Segment Start: TASK DATA

use std::collections::HashSet;

use crate::data::Table;
use crate::errors::EtlError;
use crate::types::ColumnName;

/// Input label used when a dedup key column is missing.
const DEDUP_INPUT: &str = "joined";

/// Drop every row whose `key_columns` tuple already appeared earlier.
///
/// First occurrence wins and survivor order is preserved. Null cells compare
/// equal to each other. Applying this twice removes nothing the second time.
pub fn deduplicate(mut table: Table, key_columns: &[ColumnName]) -> Result<Table, EtlError> {
    let positions = key_columns
        .iter()
        .map(|column| table.require_column(column, DEDUP_INPUT))
        .collect::<Result<Vec<_>, _>>()?;

    let mut seen: HashSet<Vec<Option<String>>> = HashSet::with_capacity(table.row_count());
    table.retain_rows(|_, row| {
        let key = positions
            .iter()
            .map(|&col| row[col].render().map(|value| value.into_owned()))
            .collect();
        seen.insert(key)
    });
    Ok(table)
}

#[cfg(test)]
mod tests {
    use super::*;
    use crate::data::{Cell, ColumnType};

    fn keys() -> Vec<ColumnName> {
        vec!["original".to_string(), "id".to_string()]
    }

    fn messages(rows: &[(i64, Option<&str>, &str)]) -> Table {
        let mut table = Table::new([
            ("id", ColumnType::Integer),
            ("original", ColumnType::Text),
            ("message", ColumnType::Text),
        ])
        .unwrap();
        for (id, original, message) in rows {
            table.push_row(vec![
                Cell::Integer(*id),
                original.map(Cell::from).unwrap_or(Cell::Null),
                Cell::from(*message),
            ]);
        }
        table
    }

    #[test]
    fn same_id_and_original_collapse_to_first_occurrence() {
        let table = messages(&[
            (5, Some("help"), "first"),
            (5, Some("help"), "second"),
            (6, Some("help"), "other event"),
        ]);
        let deduped = deduplicate(table, &keys()).unwrap();
        assert_eq!(deduped.row_count(), 2);
        assert_eq!(deduped.cell(0, "message"), Some(&Cell::from("first")));
        assert_eq!(deduped.cell(1, "id"), Some(&Cell::Integer(6)));
    }

    #[test]
    fn null_originals_with_same_id_are_duplicates() {
        let table = messages(&[(1, None, "a"), (1, None, "b"), (2, None, "c")]);
        let deduped = deduplicate(table, &keys()).unwrap();
        assert_eq!(deduped.row_count(), 2);
        assert_eq!(deduped.cell(1, "message"), Some(&Cell::from("c")));
    }

    #[test]
    fn deduplicate_is_idempotent() {
        let table = messages(&[
            (1, Some("x"), "a"),
            (2, Some("x"), "b"),
            (1, Some("x"), "c"),
            (1, Some("y"), "d"),
            (2, Some("x"), "e"),
        ]);
        let once = deduplicate(table, &keys()).unwrap();
        let twice = deduplicate(once.clone(), &keys()).unwrap();
        assert_eq!(once.row_count(), 3);
        assert_eq!(once, twice);
    }

    #[test]
    fn id_only_key_works_without_original_column() {
        let mut table = Table::new([
            ("id", ColumnType::Integer),
            ("message", ColumnType::Text),
        ])
        .unwrap();
        for (id, message) in [(1, "a"), (2, "b"), (1, "c")] {
            table.push_row(vec![Cell::Integer(id), Cell::from(message)]);
        }
        let deduped = deduplicate(table, &["id".to_string()]).unwrap();
        assert_eq!(deduped.row_count(), 2);
        assert_eq!(deduped.cell(1, "message"), Some(&Cell::from("b")));
    }

    #[test]
    fn missing_key_column_is_reported() {
        let table = Table::new([("id", ColumnType::Integer)]).unwrap();
        let err = deduplicate(table, &keys()).unwrap_err();
        assert!(matches!(err, EtlError::MissingColumn { column, .. } if column == "original"));
    }
}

Segment End: TASK DATA

TASK GOAL:
Read through the entries above and copy each line that has the string "Result" in it.

ANSWER TO THE PROBLEM:
pub fn deduplicate(mut table: Table, key_columns: &[ColumnName]) -> Result<Table, EtlError> {
        .collect::<Result<Vec<_>, _>>()?;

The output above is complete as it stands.